13 It is interesting that F2, which weights the value portfolios more heavily, predicts future market dividend growth better than the log market P/D ratio (whose inability to predict dividend growth is well known Cochrane (2005)). We hypothesize that this is because value stocks have a low duration which makes their P/D ratios depend more on dividend growth than on future expected excess returns.
14 In this study, the convention used in the calculation of the price-dividend ratio is equivalent to the assumption that dividends received during the year are consumed immediately and that the agent is completely indifferent to the timings of these dividends during the year. Our results are robust to the use of either of the other conventional assumptions regarding the investment of dividends received during the year (the first being that such dividends are invested in nominal cash until the end of the year and the second being that they are invested in the asset itself until the end of the year).
15 We note that while the use of this measure of consumption is not standard, it is more relevant for the current analysis as it better matches the information structure of the consumers in the economy. (It is also possible that real-time data capture the sentiment of consumers as they reflect their current view of the state of the economy.)
16 We do not provide the details as it is not a necessary implication of the model we specify in this paper. They are available upon request.
17 They also explain the expected excess returns of the twenty-five Fama-French portfolios formed on the basis of size and book-to-market ratio.
18 In unreported results, we find that the model also exhibits good performance at the quarterly time scale.
19 The pricing relationship (5) is also empirically supported at the quarterly frequency. Although we do not report detailed results at this frequency for brevity, we note that the cross-sectional regression intercept is not significantly different from zero.
20 This is, strictly speaking, slightly different from the ICAPM as X is only related to the future cash flow of the market but does not determine the investment opportunity set. The key point made, however, is that the relation is very much in the spirit of the ICAPM.
21 This is, strictly speaking, not true of the long-run risk model as noted by Koijen, Lustig, Van Nieuwerburgh, and Verdelhan (2010), but there is a large strand of literature that makes this identification.
22 A similar structural break to the standard factors is found at 2006. In addition, the test also identifies a less important structural break at 1987. The coefficient of $F2nlb$ again hardly changes at this break with the significant change being in the mean.
23 They are available upon request from the authors.
24 Extending the sample to 2013 gives very similar Monte Carlo results except that the model implied predictability of consumption growth is not satisfied in the data.
25 Measurement error (in either inflation or dividends) can also account for the somewhat low standard deviation of real dividend growth of the portfolios in the simulations.
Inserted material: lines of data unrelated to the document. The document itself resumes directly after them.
//! Tier-keyed scoring configuration.
//!
//! The sensitivity map, weight tables and volatility bands are explicit
//! tables keyed by [`MarketCapTier`] and handed to the scorer, so a JSON file
//! can override any of them without touching the scoring code.

use crate::momentum::types::OutlierMethod;
use crate::types::MarketCapTier;
use anyhow::{bail, Context, Result};
use serde::{Deserialize, Serialize};
use std::path::Path;
use tracing::{info, warn};

/// Weight of each normalized metric in the base score. Sums to 1.0.
#[derive(Debug, Clone, PartialEq, Serialize, Deserialize)]
pub struct MetricWeights {
    pub mcap_change: f64,
    pub turnover: f64,
    pub hype: f64,
    pub price: f64,
    pub volume: f64,
    pub volatility: f64,
}

impl MetricWeights {
    pub fn total(&self) -> f64 {
        self.mcap_change + self.turnover + self.hype + self.price + self.volume + self.volatility
    }

    fn values(&self) -> [f64; 6] {
        [
            self.mcap_change,
            self.turnover,
            self.hype,
            self.price,
            self.volume,
            self.volatility,
        ]
    }
}

/// Volatility bands and the additive modifier of each band.
///
/// `[ideal_min, ideal_max]` earns `ideal_bonus`, `(ideal_max, acceptable_max]`
/// earns `acceptable_bonus`, `(acceptable_max, high_max]` adds `high_modifier`
/// and anything above `high_max` adds `extreme_modifier`. Below `ideal_min`
/// the modifier is zero.
#[derive(Debug, Clone, PartialEq, Serialize, Deserialize)]
pub struct VolatilityBands {
    pub ideal_min: f64,
    pub ideal_max: f64,
    pub ideal_bonus: f64,
    pub acceptable_max: f64,
    pub acceptable_bonus: f64,
    pub high_max: f64,
    pub high_modifier: f64,
    pub extreme_modifier: f64,
}

impl VolatilityBands {
    /// Additive score modifier for a volatility reading.
    pub fn modifier(&self, volatility: f64) -> f64 {
        if volatility < self.ideal_min {
            0.0
        } else if volatility <= self.ideal_max {
            self.ideal_bonus
        } else if volatility <= self.acceptable_max {
            self.acceptable_bonus
        } else if volatility <= self.high_max {
            self.high_modifier
        } else {
            self.extreme_modifier
        }
    }

    fn is_ordered(&self) -> bool {
        self.ideal_min <= self.ideal_max
            && self.ideal_max <= self.acceptable_max
            && self.acceptable_max <= self.high_max
    }
}

/// Everything that differs between tiers.
#[derive(Debug, Clone, PartialEq, Serialize, Deserialize)]
pub struct TierProfile {
    /// Outlier sensitivity; smaller, more volatile tiers get amplified values
    pub sensitivity: f64,
    pub weights: MetricWeights,
    pub volatility: VolatilityBands,
}

impl TierProfile {
    pub fn default_for(tier: MarketCapTier) -> Self {
        match tier {
            MarketCapTier::Large => Self {
                sensitivity: 1.0,
                weights: MetricWeights {
                    mcap_change: 0.25,
                    turnover: 0.20,
                    hype: 0.25,
                    price: 0.10,
                    volume: 0.10,
                    volatility: 0.10,
                },
                volatility: VolatilityBands {
                    ideal_min: 2.0,
                    ideal_max: 10.0,
                    ideal_bonus: 0.05,
                    acceptable_max: 20.0,
                    acceptable_bonus: 0.02,
                    high_max: 40.0,
                    high_modifier: -0.03,
                    extreme_modifier: -0.08,
                },
            },
            MarketCapTier::Mid => Self {
                sensitivity: 1.2,
                weights: MetricWeights {
                    mcap_change: 0.20,
                    turnover: 0.20,
                    hype: 0.30,
                    price: 0.10,
                    volume: 0.10,
                    volatility: 0.10,
                },
                volatility: VolatilityBands {
                    ideal_min: 3.0,
                    ideal_max: 15.0,
                    ideal_bonus: 0.05,
                    acceptable_max: 30.0,
                    acceptable_bonus: 0.02,
                    high_max: 50.0,
                    high_modifier: -0.03,
                    extreme_modifier: -0.07,
                },
            },
            MarketCapTier::Small => Self {
                sensitivity: 1.5,
                weights: MetricWeights {
                    mcap_change: 0.15,
                    turnover: 0.20,
                    hype: 0.30,
                    price: 0.15,
                    volume: 0.10,
                    volatility: 0.10,
                },
                volatility: small_cap_bands(),
            },
            MarketCapTier::Micro => Self {
                sensitivity: 2.0,
                weights: MetricWeights {
                    mcap_change: 0.15,
                    turnover: 0.15,
                    hype: 0.35,
                    price: 0.15,
                    volume: 0.10,
                    volatility: 0.10,
                },
                volatility: small_cap_bands(),
            },
        }
    }
}

// Small and micro caps share one band table.
fn small_cap_bands() -> VolatilityBands {
    VolatilityBands {
        ideal_min: 5.0,
        ideal_max: 25.0,
        ideal_bonus: 0.05,
        acceptable_max: 40.0,
        acceptable_bonus: 0.02,
        high_max: 60.0,
        high_modifier: -0.02,
        extreme_modifier: -0.06,
    }
}

/// Tier-independent scoring constants.
#[derive(Debug, Clone, PartialEq, Serialize, Deserialize)]
#[serde(default)]
pub struct ScoringParams {
    pub outlier_method: OutlierMethod,
    pub outlier_threshold: f64,
    /// Lower and upper tail fractions clipped from turnover
    pub winsor_limits: (f64, f64),
    pub mcap_outlier_bonus: f64,
    pub turnover_outlier_bonus: f64,
    pub hype_outlier_bonus: f64,
    /// Rank above which a metric counts as top-tier
    pub rank_bonus_threshold: f64,
    pub rank_bonus_step: f64,
    pub rank_bonus_cap: f64,
    pub correlation_bonus_factor: f64,
    /// Minimum final score kept in the output
    pub min_final_score: f64,
}

impl Default for ScoringParams {
    fn default() -> Self {
        Self {
            outlier_method: OutlierMethod::Hybrid,
            outlier_threshold: 1.5,
            winsor_limits: (0.05, 0.05),
            mcap_outlier_bonus: 0.10,
            turnover_outlier_bonus: 0.07,
            hype_outlier_bonus: 0.07,
            rank_bonus_threshold: 0.85,
            rank_bonus_step: 0.03,
            rank_bonus_cap: 0.10,
            correlation_bonus_factor: 0.03,
            min_final_score: 0.15,
        }
    }
}

/// Complete scoring configuration.
///
/// Deserializes as an override: absent tier sections, and absent fields
/// within a tier section, keep that tier's defaults.
#[derive(Debug, Clone, PartialEq, Serialize, Deserialize)]
#[serde(from = "ConfigOverride")]
pub struct MomentumConfig {
    #[serde(rename = "largeCap")]
    pub large: TierProfile,
    #[serde(rename = "midCap")]
    pub mid: TierProfile,
    #[serde(rename = "smallCap")]
    pub small: TierProfile,
    #[serde(rename = "microCap")]
    pub micro: TierProfile,
    pub scoring: ScoringParams,
}

impl Default for MomentumConfig {
    fn default() -> Self {
        Self {
            large: TierProfile::default_for(MarketCapTier::Large),
            mid: TierProfile::default_for(MarketCapTier::Mid),
            small: TierProfile::default_for(MarketCapTier::Small),
            micro: TierProfile::default_for(MarketCapTier::Micro),
            scoring: ScoringParams::default(),
        }
    }
}

/// Per-tier fields that an override file may set.
#[derive(Debug, Clone, Default, Deserialize)]
#[serde(default)]
struct TierOverride {
    sensitivity: Option<f64>,
    weights: Option<MetricWeights>,
    volatility: Option<VolatilityBands>,
}

impl TierOverride {
    fn apply(self, tier: MarketCapTier) -> TierProfile {
        let defaults = TierProfile::default_for(tier);
        TierProfile {
            sensitivity: self.sensitivity.unwrap_or(defaults.sensitivity),
            weights: self.weights.unwrap_or(defaults.weights),
            volatility: self.volatility.unwrap_or(defaults.volatility),
        }
    }
}

#[derive(Debug, Clone, Default, Deserialize)]
#[serde(default)]
struct ConfigOverride {
    #[serde(rename = "largeCap")]
    large: TierOverride,
    #[serde(rename = "midCap")]
    mid: TierOverride,
    #[serde(rename = "smallCap")]
    small: TierOverride,
    #[serde(rename = "microCap")]
    micro: TierOverride,
    scoring: ScoringParams,
}

impl From<ConfigOverride> for MomentumConfig {
    fn from(file: ConfigOverride) -> Self {
        Self {
            large: file.large.apply(MarketCapTier::Large),
            mid: file.mid.apply(MarketCapTier::Mid),
            small: file.small.apply(MarketCapTier::Small),
            micro: file.micro.apply(MarketCapTier::Micro),
            scoring: file.scoring,
        }
    }
}

impl MomentumConfig {
    pub fn profile(&self, tier: MarketCapTier) -> &TierProfile {
        match tier {
            MarketCapTier::Large => &self.large,
            MarketCapTier::Mid => &self.mid,
            MarketCapTier::Small => &self.small,
            MarketCapTier::Micro => &self.micro,
        }
    }

    /// Load a JSON override file. Missing sections and tier fields keep
    /// their defaults.
    pub fn from_json_file(path: impl AsRef<Path>) -> Result<Self> {
        let path = path.as_ref();
        let raw = std::fs::read_to_string(path)
            .with_context(|| format!("failed to read config file {}", path.display()))?;
        let config: Self = serde_json::from_str(&raw)
            .with_context(|| format!("invalid config file {}", path.display()))?;
        config.validate()?;
        info!("Loaded momentum config from {}", path.display());
        Ok(config)
    }

    /// Reject settings that would break the statistics; warn on weight tables
    /// that do not sum to 1.0.
    pub fn validate(&self) -> Result<()> {
        for tier in MarketCapTier::all() {
            let profile = self.profile(tier);

            if !(profile.sensitivity.is_finite() && profile.sensitivity > 0.0) {
                bail!("{tier}: sensitivity must be positive, got {}", profile.sensitivity);
            }
            if profile.weights.values().iter().any(|w| !w.is_finite() || *w < 0.0) {
                bail!("{tier}: weights must be non-negative");
            }
            if !profile.volatility.is_ordered() {
                bail!("{tier}: volatility bands must be ascending");
            }

            let total = profile.weights.total();
            if (total - 1.0).abs() > 1e-6 {
                warn!("{tier}: weights sum to {:.4}, expected 1.0", total);
            }
        }

        let (lower, upper) = self.scoring.winsor_limits;
        if !(0.0..0.5).contains(&lower) || !(0.0..0.5).contains(&upper) {
            bail!("winsor limits must lie in [0, 0.5), got ({lower}, {upper})");
        }
        if !(self.scoring.outlier_threshold.is_finite() && self.scoring.outlier_threshold > 0.0) {
            bail!("outlier threshold must be positive");
        }

        Ok(())
    }
}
26 The model was actually simulated for 165 years with the data for the first 100 years being discarded so as to minimize the effect of the assumed initial values of the dynamic quantities.
27 Note that it is not necessary to replicate the features of the small factors as these represent a very small fraction of the variance and are not economically interesting.
28 Further details are available on request.
29Ferson, Nallareddy, and Xie (2013) use GMM with the Euler moment restrictions in the SDF framework. We use the beta representation which is approximate but quite accurate when dealing with continuously compounded returns.
30 Note that we do not need a $βΔc$ term as there is no contemporaneous correlation between the dividend growth and consumption growth innovations in this model.